Historical population
| Census | Pop. | Note | %± |
| 2010 | 3,071 |  | — |
| 2020 | 3,192 |  | 3.9% |
U.S. Decennial Census

===2020 census===
As of the 2020 census, Lake Arrowhead had a population of 3,192. The median age was 33.9 years. 26.3% of residents were under the age of 18 and 8.6% of residents were 65 years of age or older. For every 100 females there were 96.9 males, and for every 100 females age 18 and over there were 94.0 males age 18 and over.

0.0% of residents lived in urban areas, while 100.0% lived in rural areas.

There were 1,134 households in Lake Arrowhead, of which 41.4% had children under the age of 18 living in them. Of all households, 57.3% were married-couple households, 13.5% were households with a male householder and no spouse or partner present, and 16.6% were households with a female householder and no spouse or partner present. About 13.3% of all households were made up of individuals and 3.9% had someone living alone who was 65 years of age or older.

There were 1,353 housing units, of which 16.2% were vacant. The homeowner vacancy rate was 0.7% and the rental vacancy rate was 5.1%.

Racial composition as of the 2020 census
| Race | Number | Percent |
|---|---|---|
| White | 2,990 | 93.7% |
| Black or African American | 12 | 0.4% |
| American Indian and Alaska Native | 9 | 0.3% |
| Asian | 9 | 0.3% |
| Native Hawaiian and Other Pacific Islander | 0 | 0.0% |
| Some other race | 17 | 0.5% |
| Two or more races | 155 | 4.9% |
| Hispanic or Latino (of any race) | 61 | 1.9% |

===2000 census===
As of the census of 2000, there were 2,264 people, 746 households, and 610 families residing in the CDP. The population density was 434.1 PD/sqmi. There were 997 housing units at an average density of 191.2 /sqmi. The racial makeup of the CDP was 98.50% White, 0.04% African American, 0.31% Native American, 0.09% Asian, 0.22% from other races, and 0.84% from two or more races. Hispanic or Latino of any race were 1.02% of the population.

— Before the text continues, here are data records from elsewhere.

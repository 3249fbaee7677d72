use rand::Rng;
use rand_distr::{Distribution, Normal};

use crate::error::{Result, TsaError};

/// Simulate `nsample` draws of an ARMA process
///
///   y_t = Σ φ_i y_{t-i} + e_t + Σ θ_j e_{t-j},   e_t ~ N(0, sigma²)
///
/// started from zeros. The first `burnin` draws are discarded.
///
/// # Errors
///
/// Returns [`TsaError::InvalidConfig`] if `sigma` is not positive and finite
/// and [`TsaError::NonFiniteData`] if a coefficient is not finite.
pub fn arma_generate_sample(
    ar: &[f64],
    ma: &[f64],
    nsample: usize,
    sigma: f64,
    burnin: usize,
    rng: &mut impl Rng,
) -> Result<Vec<f64>> {
    if ar.iter().chain(ma.iter()).any(|v| !v.is_finite()) {
        return Err(TsaError::NonFiniteData);
    }
    if !(sigma > 0.0) {
        return Err(TsaError::InvalidConfig(format!(
            "innovation sd must be positive, got {}",
            sigma
        )));
    }
    let normal = Normal::new(0.0, sigma).map_err(|e| {
        TsaError::InvalidConfig(format!("innovation sd {}: {}", sigma, e))
    })?;

    let total = nsample + burnin;
    let errors: Vec<f64> = (0..total).map(|_| normal.sample(&mut *rng)).collect();
    let mut y = vec![0.0; total];
    for t in 0..total {
        let mut v = errors[t];
        for (i, phi) in ar.iter().enumerate().take(t) {
            v += phi * y[t - 1 - i];
        }
        for (j, theta) in ma.iter().enumerate().take(t) {
            v += theta * errors[t - 1 - j];
        }
        y[t] = v;
    }
    Ok(y.split_off(burnin))
}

There were 746 households, out of which 53.5% had children under the age of 18 living with them, 70.5% were married couples living together, 7.5% had a female householder with no husband present, and 18.1% were non-families. 9.5% of all households were made up of individuals, and 1.7% had someone living alone who was 65 years of age or older. The average household size was 3.03 and the average family size was 3.28.

In the CDP, the population was spread out, with 35.1% under the age of 18, 6.2% from 18 to 24, 42.2% from 25 to 44, 12.9% from 45 to 64, and 3.6% who were 65 years of age or older. The median age was 30 years. For every 100 females, there were 102.1 males. For every 100 females age 18 and over, there were 97.1 males.

The median income for a household in the CDP was $46,818, and the median income for a family was $46,509. Males had a median income of $39,205 versus $24,083 for females. The per capita income for the CDP was $16,588. About 4.9% of families and 6.7% of the population were below the poverty line, including 10.5% of those under age 18 and none of those age 65 or over.
==2012 earthquake==
On October 16, 2012, at approximately 7:12 PM EDT, an earthquake with a moment magnitude of 4.0 was felt with a maximum Mercalli intensity of VI (Strong). The earthquake was felt in many parts of eastern New England, and as far south as Long Island, NY.